Specifications of the reference RADEON X1950 XTX

Core clock: 650 MHz
Effective memory clock: 2.0 GHz (2*1000 MHz)
Memory type: GDDR4, 0.91 ns (the stock frequency is up to 2*1100 MHz)
Memory size: 512 MB
Memory bandwidth: 64.0 GB/sec
Maximum theoretical fillrate: 10.4 gigapixel per second
Theoretical texture sampling rate: 10.4 gigatexel per second
2 × DVI-I (Dual Link, 2560×1600 video output)
PCI-Express 16x bus
TV-Out, HDTV-Out, HDCP support
Power consumption: over 100 W, just like the RADEON X1900 XTX

Specifications of the reference RADEON X1950 CrossFire Edition

Core clock: 650 MHz
Effective memory clock: 2.0 GHz (2*1000 MHz)
Memory type: GDDR4, 0.91 ns (the stock frequency is up to 2*1100 MHz)
Memory: 512 MB
Memory bandwidth: 64.0 GB/sec
Maximum theoretical fillrate: 10.4 gigapixel per second
Theoretical texture sampling rate: 10.4 gigatexel per second
1 × DVI-I (Dual Link, 2560×1600 video output)
PCI-Express 16x bus
CrossFire connector
Power consumption: over 100 W, just like the RADEON X1900 XTX

It's a modification of the R580. There are few changes this time, none of them significant. The main and only significant difference consists in a modified memory controller and some GDDR4 bug fixes. Now the updated memory controller in the R580+ supports three memory types: DDR2, GDDR3, and GDDR4. According to ATI, the R580+ also has some minor changes: some caches were enlarged, HyperZ now works in up to 2560×1600. The other features remain the same: the number of transistors, pixel/texture/vertex processors, fabrication process. Some time ago many sources assumed that R580+ would be manufactured by the 80 nm fabrication process to cheapen its production costs, reduce its power consumption, and probably to increase its frequency in new products. But these expectations did not come true. Perhaps, the 80 nm fabrication process will be used in the next-gen GPUs (R600) and chips from the other price segments between R580+ and the next generation.

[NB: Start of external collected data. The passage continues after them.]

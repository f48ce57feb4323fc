//! Haxe-style expression macros
//!
//! A macro is a named function, registered ahead of compilation, that takes
//! argument expressions and returns one expression to put in place of its call
//! site. This module covers:
//!
//! - **Expression model** ([`expr`]): `Expr`/`ExprDef`/`Constant`, each node
//!   carrying a [`Position`]
//! - **Registry** ([`registry`]): name to macro table, arity checking and
//!   invocation with call-site tracking
//! - **Compilation context** ([`context`]): position stack, defines and
//!   diagnostics for one compilation pass
//! - **Builders** ([`builders`]): validated literal constructors and `make_expr`
//! - **Expander** ([`expander`]): substitution of every macro call in a tree
//! - **Printer** ([`printer`]): Haxe syntax for expressions
//! - **Builtins** ([`builtins`]): `makeConst`, `makeArray` and friends
//!
//! ```rust,ignore
//! use compiler::macro_system::*;
//!
//! let mut registry = MacroRegistry::new();
//! registry.register_fn("makeConst", Arity::Exact(0), |call, _args| {
//!     builders::int_const("1", call.current_position()?)
//! })?;
//!
//! let mut ctx = CompilationContext::new();
//! let one = registry.invoke(&mut ctx, "makeConst", &[], call_site)?;
//! ```

pub mod builders;
pub mod builtins;
pub mod context;
pub mod errors;
pub mod expander;
pub mod expr;
pub mod position;
pub mod printer;
pub mod registry;

pub use builders::{make_expr, Literal};
pub use builtins::register_builtins;
pub use context::{CompilationContext, ExpansionFrame, DEFAULT_MAX_DEPTH};
pub use errors::{MacroDiagnostic, MacroError, MacroSeverity};
pub use expander::{expand_macros, ExpansionOrigin, ExpansionResult, MacroExpander};
pub use expr::{Binop, Constant, Expr, ExprDef, ObjectField, Unop};
pub use position::{position_of, Position};
pub use registry::{Arity, MacroCall, MacroDefinition, MacroFn, MacroRegistry};
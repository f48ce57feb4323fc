//! Logging setup for hxmacro
//!
//! Everything logs through the `log` facade; binaries pick a backend here.
//!
//! ```rust,ignore
//! use compiler::logging;
//!
//! logging::init();                                   // warn and above
//! logging::init_with_level(log::LevelFilter::Debug); // explicit level
//! logging::init_from_env();                          // RUST_LOG, default warn
//! ```
//!
//! Levels used by the macro system:
//!
//! - `warn!` - rejected registrations, passes started with frames still active
//! - `debug!` - registrations, invocations, expansion summaries
//! - `trace!` - position stack push/pop and individual substitutions
//!
//! ```bash
//! RUST_LOG=debug hxmacro invoke makeArray --args '[3]'
//! RUST_LOG=compiler::macro_system::context=trace hxmacro invoke sum --args '[1, 2]'
//! ```

use env_logger::Builder;
use log::LevelFilter;
use std::io::Write;
use std::sync::Once;

static INIT: Once = Once::new();

/// Initialize at Warn level. Later calls do nothing.
pub fn init() {
    init_with_level(LevelFilter::Warn);
}

/// Initialize at `level`. Later calls do nothing.
pub fn init_with_level(level: LevelFilter) {
    INIT.call_once(|| {
        Builder::new()
            .filter_level(level)
            .format(|buf, record| {
                writeln!(
                    buf,
                    "[{:5}] {} - {}",
                    record.level(),
                    record.target(),
                    record.args()
                )
            })
            .init();
    });
}

/// Initialize from `RUST_LOG`, falling back to `default_level` when it is unset
pub fn init_from_env_or(default_level: LevelFilter) {
    INIT.call_once(|| {
        let default = default_level.to_string().to_lowercase();
        Builder::from_env(env_logger::Env::default().default_filter_or(default)).init();
    });
}

/// Initialize from `RUST_LOG`, defaulting to Warn
pub fn init_from_env() {
    init_from_env_or(LevelFilter::Warn);
}

/// Logger for tests: captured output, Warn unless `RUST_LOG` says otherwise
pub fn init_test() {
    let _ = env_logger::builder()
        .filter_level(LevelFilter::Warn)
        .parse_default_env()
        .is_test(true)
        .try_init();
}

/// Parse a level name as written in `hxmacro.toml` (`off`, `error` ... `trace`)
pub fn parse_level(name: &str) -> Result<LevelFilter, String> {
    name.trim()
        .parse::<LevelFilter>()
        .map_err(|_| format!("unknown log level '{}'", name))
}
//! Source mapping for macro call sites
//!
//! Tracks the source files a compilation pass reads and turns byte offsets into
//! line/column positions. Every expression produced by a macro points back into
//! one of these files through a [`SourceSpan`], which is what diagnostics print.

use serde::{Deserialize, Serialize};
use std::collections::HashMap;
use std::fmt;

/// A single point in a source file (1-based line and column)
#[derive(Debug, Clone, Copy, PartialEq, Eq, Hash, Serialize, Deserialize)]
pub struct SourcePosition {
    pub line: usize,
    pub column: usize,
    pub byte_offset: usize,
}

impl SourcePosition {
    pub fn new(line: usize, column: usize, byte_offset: usize) -> Self {
        Self {
            line,
            column,
            byte_offset,
        }
    }
}

/// A half-open byte range in one file, with resolved line/column endpoints
#[derive(Debug, Clone, Copy, PartialEq, Eq, Hash, Serialize, Deserialize)]
pub struct SourceSpan {
    pub start: SourcePosition,
    pub end: SourcePosition,
    pub file_id: FileId,
}

impl SourceSpan {
    pub fn new(start: SourcePosition, end: SourcePosition, file_id: FileId) -> Self {
        Self {
            start,
            end,
            file_id,
        }
    }

    /// A one-character span starting at `pos`
    pub fn single_position(pos: SourcePosition, file_id: FileId) -> Self {
        Self {
            start: pos,
            end: SourcePosition::new(pos.line, pos.column + 1, pos.byte_offset + 1),
            file_id,
        }
    }

    /// Smallest span covering both inputs.
    ///
    /// Returns `None` when the spans belong to different files.
    pub fn merge(self, other: SourceSpan) -> Option<SourceSpan> {
        if self.file_id != other.file_id {
            return None;
        }

        let start = if self.start.byte_offset <= other.start.byte_offset {
            self.start
        } else {
            other.start
        };
        let end = if self.end.byte_offset >= other.end.byte_offset {
            self.end
        } else {
            other.end
        };

        Some(SourceSpan::new(start, end, self.file_id))
    }

    /// Length of the span in bytes
    pub fn len(&self) -> usize {
        self.end.byte_offset.saturating_sub(self.start.byte_offset)
    }

    pub fn is_empty(&self) -> bool {
        self.len() == 0
    }

    pub fn contains_offset(&self, offset: usize) -> bool {
        offset >= self.start.byte_offset && offset < self.end.byte_offset
    }
}

/// Identifier of a file registered in a [`SourceMap`]
#[derive(Debug, Clone, Copy, PartialEq, Eq, Hash, PartialOrd, Ord, Serialize, Deserialize)]
#[serde(transparent)]
pub struct FileId(usize);

impl FileId {
    pub fn new(id: usize) -> Self {
        Self(id)
    }
}

impl fmt::Display for FileId {
    fn fmt(&self, f: &mut fmt::Formatter<'_>) -> fmt::Result {
        write!(f, "FileId({})", self.0)
    }
}

/// A source file and its precomputed line table
#[derive(Debug, Clone)]
pub struct SourceFile {
    pub name: String,
    pub content: String,
    line_starts: Vec<usize>,
}

impl SourceFile {
    pub fn new(name: impl Into<String>, content: impl Into<String>) -> Self {
        let content = content.into();
        let line_starts = compute_line_starts(&content);
        Self {
            name: name.into(),
            content,
            line_starts,
        }
    }

    pub fn line_count(&self) -> usize {
        self.line_starts.len()
    }

    /// Text of a 1-based line, without its terminator
    pub fn get_line(&self, line_number: usize) -> Option<&str> {
        if line_number == 0 || line_number > self.line_starts.len() {
            return None;
        }

        let start = self.line_starts[line_number - 1];
        let end = self
            .line_starts
            .get(line_number)
            .copied()
            .unwrap_or(self.content.len());

        Some(self.content[start..end].trim_end_matches(['\n', '\r']))
    }

    /// Byte offset → 1-based (line, column)
    pub fn offset_to_line_col(&self, offset: usize) -> (usize, usize) {
        let line_index = match self.line_starts.binary_search(&offset) {
            Ok(i) => i,
            Err(i) => i.saturating_sub(1),
        };
        let line_start = self.line_starts.get(line_index).copied().unwrap_or(0);

        (line_index + 1, offset - line_start + 1)
    }

    pub fn offset_to_position(&self, offset: usize) -> SourcePosition {
        let (line, column) = self.offset_to_line_col(offset);
        SourcePosition::new(line, column, offset)
    }

    /// 1-based (line, column) → byte offset, if the point lies inside the file
    pub fn line_col_to_offset(&self, line: usize, column: usize) -> Option<usize> {
        if line == 0 || column == 0 {
            return None;
        }
        let line_start = *self.line_starts.get(line - 1)?;
        let line_len = self.get_line(line)?.len();
        if column - 1 > line_len {
            return None;
        }
        Some(line_start + column - 1)
    }
}

/// All files seen during one compilation pass
#[derive(Debug, Clone, Default)]
pub struct SourceMap {
    files: HashMap<FileId, SourceFile>,
    next_id: usize,
}

impl SourceMap {
    pub fn new() -> Self {
        Self::default()
    }

    /// Register a file and hand back its id
    pub fn add_file(&mut self, name: impl Into<String>, content: impl Into<String>) -> FileId {
        let file_id = FileId(self.next_id);
        self.next_id += 1;
        self.files.insert(file_id, SourceFile::new(name, content));
        file_id
    }

    pub fn get_file(&self, file_id: FileId) -> Option<&SourceFile> {
        self.files.get(&file_id)
    }

    pub fn file_name(&self, file_id: FileId) -> Option<&str> {
        self.get_file(file_id).map(|file| file.name.as_str())
    }

    pub fn get_line(&self, file_id: FileId, line_number: usize) -> Option<&str> {
        self.get_file(file_id)?.get_line(line_number)
    }

    pub fn offset_to_line_col(&self, file_id: FileId, offset: usize) -> Option<(usize, usize)> {
        self.get_file(file_id)
            .map(|file| file.offset_to_line_col(offset))
    }

    /// Build a span from byte offsets.
    ///
    /// Fails when the file is unknown, the range is inverted, or `end` runs
    /// past the end of the file.
    pub fn span_from_offsets(&self, file_id: FileId, start: usize, end: usize) -> Option<SourceSpan> {
        let file = self.get_file(file_id)?;
        if start > end || end > file.content.len() {
            return None;
        }
        Some(SourceSpan::new(
            file.offset_to_position(start),
            file.offset_to_position(end),
            file_id,
        ))
    }

    /// Source text covered by a span
    pub fn snippet(&self, span: &SourceSpan) -> Option<&str> {
        let file = self.get_file(span.file_id)?;
        file.content
            .get(span.start.byte_offset..span.end.byte_offset)
    }

    /// `name:line:column` for a span, falling back to the file id when the
    /// file is not registered here
    pub fn describe(&self, span: &SourceSpan) -> String {
        match self.file_name(span.file_id) {
            Some(name) => format!("{}:{}:{}", name, span.start.line, span.start.column),
            None => format!(
                "{}:{}:{}",
                span.file_id, span.start.line, span.start.column
            ),
        }
    }

    pub fn file_ids(&self) -> impl Iterator<Item = FileId> + '_ {
        self.files.keys().copied()
    }

    pub fn len(&self) -> usize {
        self.files.len()
    }

    pub fn is_empty(&self) -> bool {
        self.files.is_empty()
    }
}

fn compute_line_starts(source: &str) -> Vec<usize> {
    let mut line_starts = vec![0];
    for (i, ch) in source.char_indices() {
        if ch == '\n' {
            line_starts.push(i + 1);
        }
    }
    line_starts
}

As R580+ is almost an exact copy of the R580, which in its turn was a modified R520 solution, we recommend you read the corresponding reviews: RADEON X1800 (R520) and RADEON X1900 (R580). A CrossFire modification of the card has more differences now. GPU and memory clocks are identical in these cards. The only difference consists in one DVI and CrossFire connector instead of two DVIs and one TV-out. Recommended prices for these two models are also the same, both will come at $449.

As we can see, specifications of R580+ and RADEON X1950 XTX are almost a complete copy of R580 and the RADEON X1900 XTX. The only difference from ATI's previous top model is GDDR4 memory. The core clock remains the same. The RADEON X1950 XTX and the RADEON X1900 XTX operate at the same clock - 650 MHz. But memory clock has been changed to 1000(2000) MHz, which seemed unattainable not long ago. Such a high operating frequency has become possible owing to the new memory type. The reference card RADEON X1950 XTX uses GDDR4 memory chips with 0.9 ns access time, which corresponds to 1100(2200) MHz. It's a tad higher than the operating frequency in our model.

GDDR4 (Graphics Double Data Rate, Version 4) - a new generation of graphics memory, designed for 3D graphics cards. It's almost twice as fast as GDDR3. The main differences between GDDR4 and GDDR3 are increased operating frequencies (consequently, higher bandwidth) and reduced power consumption. Technically, GDDR4 memory does not differ much from GDDR3. It's just another evolutional step, which simplifies adaptation of the existing chips and development of future products supporting this new memory type. The RADEON X1950 XTX has become the first graphics card with GDDR4 chips. NVIDIA is planning to launch such products a tad later. They will most likely be graphics cards based on NVIDIA G80.

The new memory type has been developed by Samsung and Hynix in cooperation with ATI, which orchestrated the process within the bounds of JEDEC. GDDR4 chips are currently manufactured by these two companies. But only Samsung has started their production on a mass scale. Big memory shipments to graphics card manufacturers started not long ago. Production of 1.2(2.4) GHz modules has been commenced in June. The company also announced its successful development of (1.6)3.2 GHz chips, twice as fast as GDDR3 can offer. Samsung currently manufactures three types of GDDR4 memory: 0.71 ns, 0.83 ns, and 0.91 ns ones, with operating frequencies varying from 1100(2200) to 1400(2800) MHz. We can only hope that problems with availability of GDDR4 memory (it's manufactured in limited volumes) will be solved.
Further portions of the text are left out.